Jan Birkelund

Personal information
- Full name: Jan Birkelund
- Date of birth: 10 November 1950
- Place of birth: Oslo, Norway
- Date of death: 28 February 1983 (aged 32)
- Position: Central defender

Senior career*
- Years: Team / Apps / (Gls)
- 1968–1976: Skeid / 223 / (?)
- 1977–1978: Lillestrøm / 44 / (9)

International career
- 1973–1978: Norway / 33 / (0)

= Jan Birkelund =

Norwegian footballer (1950-1983)

Jan Birkelund (10 November 1950 – 28 February 1983) was a Norwegian footballer.

==Club career==
A tall and strong central defender, at club level he played for Skeid and Lillestrøm.
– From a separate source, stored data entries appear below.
//! # shopkit-core: Pure Logic for shopkit
//!
//! This crate contains the stateless rules and the one stateful container of
//! shopkit as pure code with zero I/O dependencies.
//!
//! ## Architecture Position
//! ```text
//! ┌─────────────────────────────────────────────────────────────────────────┐
//! │                        shopkit Architecture                             │
//! │                                                                         │
//! │  ┌─────────────────────────────────────────────────────────────────┐   │
//! │  │                    apps/demo (shopkit-demo)                     │   │
//! │  └─────────────────────────────┬───────────────────────────────────┘   │
//! │                                │                                        │
//! │  ┌─────────────────────────────▼───────────────────────────────────┐   │
//! │  │           shopkit-storefront (ports, adapters, flows)           │   │
//! │  │    Clock, PaymentGateway, Mailer ... ──► Storefront             │   │
//! │  └─────────────────────────────┬───────────────────────────────────┘   │
//! │                                │                                        │
//! │  ┌─────────────────────────────▼───────────────────────────────────┐   │
//! │  │              ★ shopkit-core (THIS CRATE) ★                      │   │
//! │  │                                                                 │   │
//! │  │   ┌─────────┐ ┌─────────┐ ┌─────────┐ ┌───────────┐ ┌────────┐  │   │
//! │  │   │  stack  │ │  money  │ │ coupon  │ │ validation│ │calendar│  │   │
//! │  │   └─────────┘ └─────────┘ └─────────┘ └───────────┘ └────────┘  │   │
//! │  │                                                                 │   │
//! │  │   NO I/O • NO CLOCK READS • NO NETWORK • PURE FUNCTIONS         │   │
//! │  └─────────────────────────────────────────────────────────────────┘   │
//! └─────────────────────────────────────────────────────────────────────────┘
//! ```
//!
//! ## Modules
//!
//! - [`stack`] - Generic LIFO container
//! - [`money`] - Money type with integer arithmetic
//! - [`types`] - Domain types (DiscountRate, Order, ShippingQuote, ...)
//! - [`coupon`] - Coupon catalog and discount calculation
//! - [`validation`] - Typed input rules
//! - [`loose`] - The same rules for untyped JSON input
//! - [`calendar`] - Opening hours and holiday rules for a given instant
//! - [`intro`] - Small numeric helpers
//! - [`error`] - Domain error types
//!
//! ## Example Usage
//!
//! ```rust
//! use shopkit_core::coupon::calculate_discount;
//! use shopkit_core::Money;
//!
//! let price = Money::from_major_minor(10, 0);
//! assert_eq!(calculate_discount(price, "SAVE10").unwrap().to_string(), "$9.00");
//! ```

// =============================================================================
// Module Declarations
// =============================================================================

pub mod calendar;
pub mod coupon;
pub mod error;
pub mod intro;
pub mod loose;
pub mod money;
pub mod stack;
pub mod types;
pub mod validation;

// =============================================================================
// Re-exports for Convenience
// =============================================================================

pub use coupon::Coupon;
pub use error::{CoreError, CoreResult, ValidationError};
pub use money::Money;
pub use stack::Stack;
pub use types::*;

// =============================================================================
// Crate-Level Constants
// =============================================================================

/// Minimum username length accepted by the sign-up form check.
pub const MIN_USER_INPUT_NAME_LENGTH: usize = 3;

/// Minimum age accepted by the sign-up form check.
pub const MIN_ADULT_AGE: u32 = 18;

/// Shortest valid account username.
pub const MIN_USERNAME_LENGTH: usize = 5;

/// Longest valid account username.
pub const MAX_USERNAME_LENGTH: usize = 15;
Birkelund won the Norwegian championship, the cup champion with Skeid in 1974, and won "The Double" with Lillestrøm in 1977. Lifting the Championship trophy in 1978 as well, the cup final turned out to be his last match. Shortly before the start of the 1979 season, Birkelund was diagnosed with a heart defect, and retired from football on the advice of his doctors. Four years later, Birkelund died as a result of cardiac arrest.

He played a total of 130 games in the First Division.

==Internationals career==
In addition, he was capped 33 times for Norway.